AbstractSTAT3 has been studied extensively in the context of self-renewal of naïve pluripotent mouse embryonic stem cells. We uncovered acute roles for STAT3 and its target, TFCP2L1, in maintenance of epiblast and primitive endoderm during in vivo diapause. On an outbred genetic background, we observed consistent developmental retardation from implantation until embryonic day 11.5, beginning with significant reduction of epiblast cells at implantation in Stat3 null embryos. Remarkably, mutants closely resemble non-affected embryos from the previous day at all postimplantation stages examined. We attribute this phenotype to loss of the active serine phosphorylated form of STAT3 required for neural differentiation and implicated in growth defects in mice and humans.
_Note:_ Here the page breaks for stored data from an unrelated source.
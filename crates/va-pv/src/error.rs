//! Error types for PV resolution and conversion.

use thiserror::Error;
use va_lattice::ElementType;

use crate::registry::Access;

/// Result type for PV operations.
pub type PvResult<T> = Result<T, PvError>;

/// Errors raised while resolving a PV or converting its value.
#[derive(Debug, Error)]
pub enum PvError {
    /// Control name is not in the mapping table.
    #[error("Invalid control name: {name}")]
    InvalidControlName { name: String },

    /// No accessor for this type and attribute, or no setter for a write.
    #[error("Unsupported attribute '{attribute}' for element type {element_type} ({access})")]
    UnsupportedAttribute {
        element_type: ElementType,
        attribute: String,
        access: Access,
    },

    /// Malformed or out-of-range numeric input.
    #[error("Conversion error: {what}")]
    Conversion { what: String },

    /// Mapping table could not be parsed.
    #[error("Mapping table line {line}: {what}")]
    Mapping { line: usize, what: String },

    #[error("I/O error: {0}")]
    Io(#[from] std::io::Error),
}

impl PvError {
    pub(crate) fn conversion(what: impl Into<String>) -> Self {
        Self::Conversion { what: what.into() }
    }
}

impl From<va_core::VaError> for PvError {
    fn from(e: va_core::VaError) -> Self {
        Self::conversion(e.to_string())
    }
}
Bulk RNA-sequencing analysis of isolated epiblasts revealed compromised lipid metabolism in Stat3 null embryos by embryonic day 6.5. Furthermore, we demonstrate that gastruloids generated from Stat3 null ESCs failed to extend the posterior axis or maintain BRACHYURY expression and were underrepresented in this region when mixed with wild type cells in chimaeric gastruloids. Our study implicates a role for STAT3 in temporal control of embryonic progression and metabolic mechanisms.